Les cyberviolences, la continuation des violences en ligne

Les cyberviolences, la continuation des violences en ligne 

Les cyberviolences sont des violences qui s’expriment à travers des outils numériques, de façon ponctuelle (insultes, humiliations, menaces) ou répétée (cyber-harcèlement). 

Elles peuvent prendre plusieurs formes : exclusion de groupes, messages violents, dénigrement, « slut shaming » (forme de « rappel à l’ordre » social consistant à dénigrer celles dont la tenue, le maquillage, l’attitude ou les activités sexuelles réelles ou présumées ne correspondent pas aux normes du groupe), usurpation d’identité, « outing » (fait de révéler des informations intimes concernant notamment l’orientation sexuelle ou l’identité de genre d’une personne sans son consentement), « sexting » (messages à caractère sexuel) non consentis, « revenge porn » (diffusion de photos, vidéos ou enregistrements à caractère sexuel sans le consentement de la personne à des fins de vengeance), cyber-contrôle, cyberviolences administratives, raids numériques (attaques coordonnées ou non sur une même personne), etc. 

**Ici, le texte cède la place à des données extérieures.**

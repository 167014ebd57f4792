use crossbeam_channel::Sender;
use indicatif::ProgressBar;
use std::sync::{
    atomic::{AtomicUsize, Ordering},
    Mutex, PoisonError,
};

/// Receives render progress as a fraction in `[0, 1]`.
///
/// Reporting must not block; sinks may drop values.
pub trait ProgressSink: Sync {
    fn report(&self, fraction: f64);
}

impl ProgressSink for () {
    fn report(&self, _fraction: f64) {}
}

impl ProgressSink for Sender<f64> {
    fn report(&self, fraction: f64) {
        // Full or disconnected receivers just miss an update.
        let _ = self.try_send(fraction);
    }
}

impl ProgressSink for ProgressBar {
    #[allow(
        clippy::cast_possible_truncation,
        clippy::cast_precision_loss,
        clippy::cast_sign_loss
    )]
    fn report(&self, fraction: f64) {
        let len = self.length().unwrap_or(0);
        self.set_position((fraction * len as f64).round() as u64);
    }
}

/// Counts finished rows and forwards strictly increasing fractions to
/// a sink.
pub(crate) struct RowProgress<'a, P: ?Sized> {
    sink: &'a P,
    rows: usize,
    done: AtomicUsize,
    last: Mutex<f64>,
}

impl<'a, P: ProgressSink + ?Sized> RowProgress<'a, P> {
    pub(crate) fn new(sink: &'a P, rows: usize) -> Self {
        Self {
            sink,
            rows,
            done: AtomicUsize::new(0),
            last: Mutex::new(0.0),
        }
    }

    /// Records one finished row.
    ///
    /// Threads that lose the race for the lock skip their update. The
    /// final fraction is left to [`RowProgress::finish`].
    #[allow(clippy::cast_precision_loss)]
    pub(crate) fn row_done(&self) {
        let done = self.done.fetch_add(1, Ordering::Relaxed) + 1;
        if done >= self.rows {
            return;
        }
        let fraction = done as f64 / self.rows as f64;
        if let Ok(mut last) = self.last.try_lock() {
            if fraction > *last {
                *last = fraction;
                self.sink.report(fraction);
            }
        }
    }

    pub(crate) fn finish(&self) {
        let mut last = self.last.lock().unwrap_or_else(PoisonError::into_inner);
        *last = 1.0;
        self.sink.report(1.0);
    }
}
//! Margin to RGBA mapping.
//!
//! Colors follow matplotlib's "hot" ramp: black through red and yellow
//! to white.

use propah::terrain::C;

/// Cells without enough terrain to score.
pub const NO_DATA: [u8; 4] = [0, 0, 0, 0];

/// The transmitter's own cell.
pub const SELF_CELL: [u8; 4] = [255, 255, 255, 255];

const RED_END: C = 0.365_079;
const GREEN_END: C = 0.746_032;

/// Returns the "hot" RGB color at `t` in `[0, 1]`.
pub fn hot(t: C) -> [u8; 3] {
    let t = t.clamp(0.0, 1.0);
    let r = t / RED_END;
    let g = (t - RED_END) / (GREEN_END - RED_END);
    let b = (t - GREEN_END) / (1.0 - GREEN_END);
    [channel(r), channel(g), channel(b)]
}

#[allow(clippy::cast_possible_truncation, clippy::cast_sign_loss)]
fn channel(value: C) -> u8 {
    (value.clamp(0.0, 1.0) * 255.0) as u8
}

/// Maps link margins to display colors.
#[derive(Debug, Clone, Copy, PartialEq)]
pub struct Shader {
    max_a: C,
    boost: C,
    gamma: C,
}

impl Shader {
    /// Returns a shader normalizing margins by `max_a`. Non-positive
    /// `max_a` is treated as 1.
    pub fn new(max_a: C, boost: C, gamma: C) -> Self {
        Self {
            max_a: if max_a > 0.0 { max_a } else { 1.0 },
            boost,
            gamma,
        }
    }

    /// Returns normalized, gamma compressed margin in `[0, 1]`.
    pub fn intensity(&self, margin_db: C) -> C {
        let t = (margin_db / self.max_a * self.boost).clamp(0.0, 1.0);
        t.powf(self.gamma)
    }

    /// Returns the RGBA color of `margin_db`.
    ///
    /// Negative margins are fully transparent. Covered cells range
    /// from dim (alpha 0.1) to 0.65 opacity.
    pub fn shade(&self, margin_db: C) -> [u8; 4] {
        let t = self.intensity(margin_db);
        let [r, g, b] = hot(t);
        let a = if margin_db < 0.0 {
            0
        } else {
            channel(0.1 + 0.55 * t)
        };
        [r, g, b, a]
    }
}
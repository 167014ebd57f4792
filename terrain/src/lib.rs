mod error;
pub mod foliage;
mod math;
mod profile;

pub use crate::{
    error::TerrainError,
    foliage::FoliageTable,
    profile::{FoliageSpacing, Profile, ProfileBuilder, ProfilePoint, Trace, MAX_STEPS},
};
pub use rastergrid::{self, geo, Grids, C};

Une continuité par rapport aux violences hors-ligne 

Les cyberviolences s’inscrivent dans une continuité par rapport aux violences vécues dans la vie hors ligne. Le fait que ces violences se passent en ligne ne les rendent pas irréelles, elles ont un impact important sur la santé, l’image de soi, la vie sociale et la vie scolaire ou professionnelle des personnes qui en sont victimes. 

Ces violences peuvent également avoir un impact sur des personnes qui en sont témoins, en provoquant par exemple des phénomènes d’autocensure de certains comportements de peur de subir des « rappels à l’ordre » de même nature. 

Des violences qui ne laissent pas de répit 

A la différence des violences hors ligne, les cyberviolences ne laissent pas de répit à la victime : il n’y a plus d’espace sécurisant, on peut être atteint.e partout, à tout moment. Par ailleurs, les violences en ligne laissent souvent des traces, encore visibles des années plus tard. 

Les cyberviolences touchent en majorité les jeunes, et particulièrement les jeunes filles. D’après le Centre Hubertine Auclert, 20% filles et 13% garçons ont déjà été insultés en ligne sur leur apparence physique et 17% filles et 11% des garçons ont déjà été victimes de cyberviolences sexuelles (par le biais de photos, vidéos, ou textos. D’après l’UNICEF, 12,5% des enfants [6-18 ans] ont déjà été victimes de cyberviolences. 

Des violences qui se disséminent 

En tant qu’espace public, internet a un pouvoir de dissémination de la violence. Liker ou partager un post qui relève de cyberviolence contribue à augmenter sa visibilité, donc son impact. Cela constitue une participation à cette violence, qui peut en décupler les effets. 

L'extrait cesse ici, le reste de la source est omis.